All the fast-moving ICs and components which were popular in the market are getting exhausted quickly. At the moment, we have to rely on less popular parts to use in our designs. It is not necessarily the case that these parts are less reliable or inferior in quality, but to switch from a familiar component to an unknown one takes a lot of effort. Say we are used to working with a particular IC, and our development and firmware teams know the entire toolchain. Now we need to write in a different firmware and alternative development toolchain altogether, and this causes several issues.


Q. Are there alternative ways of procuring components? How are companies dealing with the shortage?

There is nothing much that we can do other than wait for the crisis to mitigate. Earlier, you could find some components in the grey market and use that for prototyping (but not for the final product). Usually, big companies buy ICs in a reel format because they can be easily fed into a pick-place machine to assemble a PCB. If some company is making a product X, and say they buy a reel of 2500, but their requirement is only 2000. Then the rest is useless and is sold by the manufacturer in the grey market. If you know the right vendors, you can get your hands on these. But the quality of these components is not guaranteed.

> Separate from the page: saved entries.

#[cfg(test)]
mod tests {
    use super::*;
    use chrono::{Duration, TimeZone};
    use tempfile::tempdir;

    fn at(minutes: i64) -> DateTime<Utc> {
        Utc.with_ymd_and_hms(2024, 1, 2, 10, 0, 0).unwrap() + Duration::minutes(minutes)
    }

    fn obs(source: &str, currency: &str, buy: &str, sell: &str, minutes: i64) -> RateObservation {
        RateObservation::new(source, currency, buy, sell, at(minutes))
    }

    #[test]
    fn test_key_encoding_orders_by_time() {
        assert!(encode_ts(-5) < encode_ts(0));
        assert!(encode_ts(0) < encode_ts(1));
        assert!(encode_ts(1_700_000_000_000_000) < encode_ts(1_700_000_000_000_001));

        let key = [
            pair_prefix("USD", "Kaspi"),
            encode_ts(42).to_vec(),
            7u64.to_be_bytes().to_vec(),
        ]
        .concat();
        let prefix = pair_prefix("USD", "Kaspi");
        assert!(key.starts_with(&prefix));
        assert_eq!(&key[prefix.len()..prefix.len() + 8], &encode_ts(42));
        assert_eq!(decode_u64(&key[prefix.len() + 8..]), Some(7));
        assert_eq!(prefix_source(&prefix), Some("Kaspi".as_bytes()));

        let (lower, upper) = pair_bounds(&prefix, 42, 42);
        assert!(lower.as_slice() <= key.as_slice() && key.as_slice() <= upper.as_slice());
    }

    #[tokio::test]
    async fn test_latest_carries_delta() {
        let dir = tempdir().unwrap();
        let store = DiskRateStore::open(dir.path()).unwrap();

        store.insert(&obs("Kaspi", "USD", "490.50", "495.00", 0)).await.unwrap();
        store.insert(&obs("Kaspi", "USD", "491.00", "494.00", 30)).await.unwrap();

        let latest = store.latest("USD", "Kaspi").await.unwrap();
        assert_eq!(latest.buy, "491.00");
        assert!((latest.buy_delta_prev - 0.5).abs() < 1e-9);
        assert!((latest.sell_delta_prev + 1.0).abs() < 1e-9);
        assert_eq!(latest.observed_at, Some(at(30)));
    }

    #[tokio::test]
    async fn test_insert_stamps_missing_time() {
        let dir = tempdir().unwrap();
        let store = DiskRateStore::open(dir.path()).unwrap();

        let mut observation = obs("NBRK", "EUR", "630.45", "630.45", 0);
        observation.observed_at = None;
        let before = Utc::now() - Duration::seconds(1);
        store.insert(&observation).await.unwrap();

        let stored = store.latest("EUR", "NBRK").await.unwrap();
        let stamped = stored.observed_at.unwrap();
        assert!(stamped >= before);
        assert!(stamped <= Utc::now());
        assert_eq!(stored.buy_delta_prev, 0.0);
    }

    #[tokio::test]
    async fn test_query_all_collapses_per_pair() {
        let dir = tempdir().unwrap();
        let store = DiskRateStore::open(dir.path()).unwrap();

        store.insert(&obs("Kaspi", "USD", "490", "495", 0)).await.unwrap();
        store.insert(&obs("Kaspi", "USD", "491", "496", 10)).await.unwrap();
        store.insert(&obs("Kaspi", "USD", "492", "497", 20)).await.unwrap();
        store.insert(&obs("NBRK", "USD", "541.91", "541.91", 5)).await.unwrap();

        let rows = store.query_all(None, None).await.unwrap();
        assert_eq!(rows.len(), 2);
        // Newest first
        assert_eq!(rows[0].source, "Kaspi");
        assert_eq!(rows[0].buy, "492");
        assert!((rows[0].buy_delta_prev - 1.0).abs() < 1e-9);
        assert_eq!(rows[1].source, "NBRK");
        assert_eq!(rows[1].buy_delta_prev, 0.0);
    }

    #[tokio::test]
    async fn test_collapse_respects_range_but_delta_does_not() {
        let dir = tempdir().unwrap();
        let store = DiskRateStore::open(dir.path()).unwrap();

        store.insert(&obs("Kaspi", "USD", "490", "495", 0)).await.unwrap();
        store.insert(&obs("Kaspi", "USD", "492", "497", 20)).await.unwrap();
        store.insert(&obs("Kaspi", "USD", "493", "498", 40)).await.unwrap();

        let rows = store
            .query_by_currency("USD", Some(at(10)), Some(at(30)))
            .await
            .unwrap();
        assert_eq!(rows.len(), 1);
        assert_eq!(rows[0].buy, "492");
        // Predecessor lies before the range start
        assert!((rows[0].buy_delta_prev - 2.0).abs() < 1e-9);
    }

    #[tokio::test]
    async fn test_query_by_currency_and_source_full_history() {
        let dir = tempdir().unwrap();
        let store = DiskRateStore::open(dir.path()).unwrap();

        store.insert(&obs("Halyk", "EUR", "626", "640", 0)).await.unwrap();
        store.insert(&obs("Halyk", "EUR", "627.5", "640", 10)).await.unwrap();
        store.insert(&obs("Halyk", "EUR", "627", "641", 20)).await.unwrap();
        store.insert(&obs("Halyk", "USD", "539", "545", 15)).await.unwrap();
        store.insert(&obs("Kaspi", "EUR", "625", "642", 25)).await.unwrap();

        let rows = store
            .query_by_currency_and_source("EUR", "Halyk", None, None)
            .await
            .unwrap();
        let buys: Vec<_> = rows.iter().map(|r| r.buy.as_str()).collect();
        assert_eq!(buys, vec!["627", "627.5", "626"]);
        assert!((rows[0].buy_delta_prev + 0.5).abs() < 1e-9);
        assert!((rows[0].sell_delta_prev - 1.0).abs() < 1e-9);
        assert!((rows[1].buy_delta_prev - 1.5).abs() < 1e-9);
        assert_eq!(rows[2].buy_delta_prev, 0.0);

        let ranged = store
            .query_by_currency_and_source("EUR", "Halyk", Some(at(10)), Some(at(10)))
            .await
            .unwrap();
        assert_eq!(ranged.len(), 1);
        assert_eq!(ranged[0].buy, "627.5");
    }

    #[tokio::test]
    async fn test_query_by_source_collapses() {
        let dir = tempdir().unwrap();
        let store = DiskRateStore::open(dir.path()).unwrap();

        store.insert(&obs("RBK", "USD", "539.50", "546.50", 0)).await.unwrap();
        store.insert(&obs("RBK", "USD", "540.00", "546.50", 10)).await.unwrap();
        store.insert(&obs("RBK", "EUR", "628.42", "637.42", 5)).await.unwrap();
        store.insert(&obs("RBKX", "USD", "1", "2", 20)).await.unwrap();

        let rows = store.query_by_source("RBK", None, None).await.unwrap();
        assert_eq!(rows.len(), 2);
        assert_eq!(rows[0].currency_code, "USD");
        assert_eq!(rows[0].buy, "540.00");
        assert_eq!(rows[1].currency_code, "EUR");
    }

    #[tokio::test]
    async fn test_collapse_visits_each_pair_once() {
        let dir = tempdir().unwrap();
        let store = DiskRateStore::open(dir.path()).unwrap();

        for minute in 0..40 {
            let buy = format!("{}", 490 + minute);
            store
                .insert(&obs("Kaspi", "USD", &buy, "500", minute))
                .await
                .unwrap();
        }
        store.insert(&obs("Kaspi", "EUR", "530", "540", 3)).await.unwrap();
        store.insert(&obs("Halyk", "USD", "489", "499", 7)).await.unwrap();

        let pairs: Vec<_> = store.pairs.keys().map(|k| k.unwrap().to_vec()).collect();
        assert_eq!(
            pairs,
            vec![
                pair_prefix("EUR", "Kaspi"),
                pair_prefix("USD", "Halyk"),
                pair_prefix("USD", "Kaspi"),
            ]
        );

        let rows = store.query_all(None, Some(at(10))).await.unwrap();
        assert_eq!(rows.len(), 3);
        assert_eq!(rows[0].source, "Kaspi");
        assert_eq!(rows[0].buy, "500");
        assert!((rows[0].buy_delta_prev - 1.0).abs() < 1e-9);

        let kaspi = store
            .query_by_source("Kaspi", Some(at(5)), None)
            .await
            .unwrap();
        assert_eq!(kaspi.len(), 1);
        assert_eq!(kaspi[0].currency_code, "USD");
        assert_eq!(kaspi[0].buy, "529");

        let usd = store.query_by_currency("USD", None, None).await.unwrap();
        assert_eq!(usd.len(), 2);
        assert_eq!(usd[1].source, "Halyk");
    }

    #[tokio::test(flavor = "multi_thread", worker_threads = 4)]
    async fn test_concurrent_inserts_keep_counter_ahead() {
        let dir = tempdir().unwrap();
        {
            let store = std::sync::Arc::new(DiskRateStore::open(dir.path()).unwrap());
            let mut tasks = tokio::task::JoinSet::new();
            for i in 0..16 {
                let store = std::sync::Arc::clone(&store);
                tasks.spawn(async move {
                    let buy = format!("{}", 490 + i);
                    store.insert(&obs("Kaspi", "USD", &buy, "500", i)).await
                });
            }
            while let Some(result) = tasks.join_next().await {
                result.unwrap().unwrap();
            }
        }

        let store = DiskRateStore::open(dir.path()).unwrap();
        assert_eq!(*store.next_id.lock().unwrap(), 17);
        let rows = store
            .query_by_currency_and_source("USD", "Kaspi", None, None)
            .await
            .unwrap();
        assert_eq!(rows.len(), 16);
    }

    #[tokio::test]
    async fn test_duplicates_are_appended() {
        let dir = tempdir().unwrap();
        let store = DiskRateStore::open(dir.path()).unwrap();

        let observation = obs("HomeKZ", "RUB", "6.4", "7.2", 0);
        store.insert(&observation).await.unwrap();
        store.insert(&observation).await.unwrap();

        let rows = store
            .query_by_currency_and_source("RUB", "HomeKZ", None, None)
            .await
            .unwrap();
        assert_eq!(rows.len(), 2);
    }

    #[tokio::test]
    async fn test_not_found() {
        let dir = tempdir().unwrap();
        let store = DiskRateStore::open(dir.path()).unwrap();

        assert!(matches!(
            store.latest("USD", "Kaspi").await,
            Err(StoreError::NotFound)
        ));
        assert!(matches!(
            store.query_all(None, None).await,
            Err(StoreError::NotFound)
        ));

        store.insert(&obs("Kaspi", "USD", "490", "495", 0)).await.unwrap();
        assert!(matches!(
            store.query_by_currency("EUR", None, None).await,
            Err(StoreError::NotFound)
        ));
        assert!(matches!(
            store.query_all(Some(at(5)), None).await,
            Err(StoreError::NotFound)
        ));
    }

    #[tokio::test]
    async fn test_validation() {
        let dir = tempdir().unwrap();
        let store = DiskRateStore::open(dir.path()).unwrap();

        let err = store.insert(&obs("", "USD", "1", "2", 0)).await.unwrap_err();
        assert!(matches!(err, StoreError::Validation(_)), "{err}");
        let err = store
            .insert(&obs("Kaspi", "US\0D", "1", "2", 0))
            .await
            .unwrap_err();
        assert!(matches!(err, StoreError::Validation(_)), "{err}");
        let err = store.query_by_source("", None, None).await.unwrap_err();
        assert!(matches!(err, StoreError::Validation(_)), "{err}");
    }

    #[tokio::test]
    async fn test_reopen_keeps_rows_and_ids() {
        let dir = tempdir().unwrap();
        {
            let store = DiskRateStore::open(dir.path()).unwrap();
            store.insert(&obs("Kaspi", "USD", "490", "495", 0)).await.unwrap();
            store.insert(&obs("Kaspi", "USD", "491", "495", 0)).await.unwrap();
        }

        let store = DiskRateStore::open(dir.path()).unwrap();
        assert_eq!(*store.next_id.lock().unwrap(), 3);
        store.insert(&obs("Kaspi", "USD", "492", "495", 0)).await.unwrap();

        let rows = store
            .query_by_currency_and_source("USD", "Kaspi", None, None)
            .await
            .unwrap();
        assert_eq!(rows.len(), 3);
        // Same timestamp: newest id first, and no strictly older predecessor
        assert_eq!(rows[0].buy, "492");
        assert_eq!(rows[0].buy_delta_prev, 0.0);
    }
}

You can reach out to the manufacturer and ask them for the lead time. But if your order quantities are significantly less, they wouldn't care about you because they have bigger clients to cater to their first batch of ICs. Then the only solution is to redo your design.

Auto manufacturers are being forced to scale down or shut down production because they can't get a particular IC. They need to use that specific IC because that's a stable design. They have spent months developing the PCB, writing the firmware, and everything. Once a product is made, it goes through an immense amount of certification cycles. In the automotive industry, crores of rupees are spent on EMC compliance, product testing, etc. If there is some part in the critical chain that you need to replace, you need to go through the same certification route to ensure the product is compliant. You can't say that I just replaced X product with Y. In hardware, the primary issue is that your entire hardware production cycle is dependent on the slowest component in the chain. Even if one capacitor is missing in the product chain, you can't ship that product.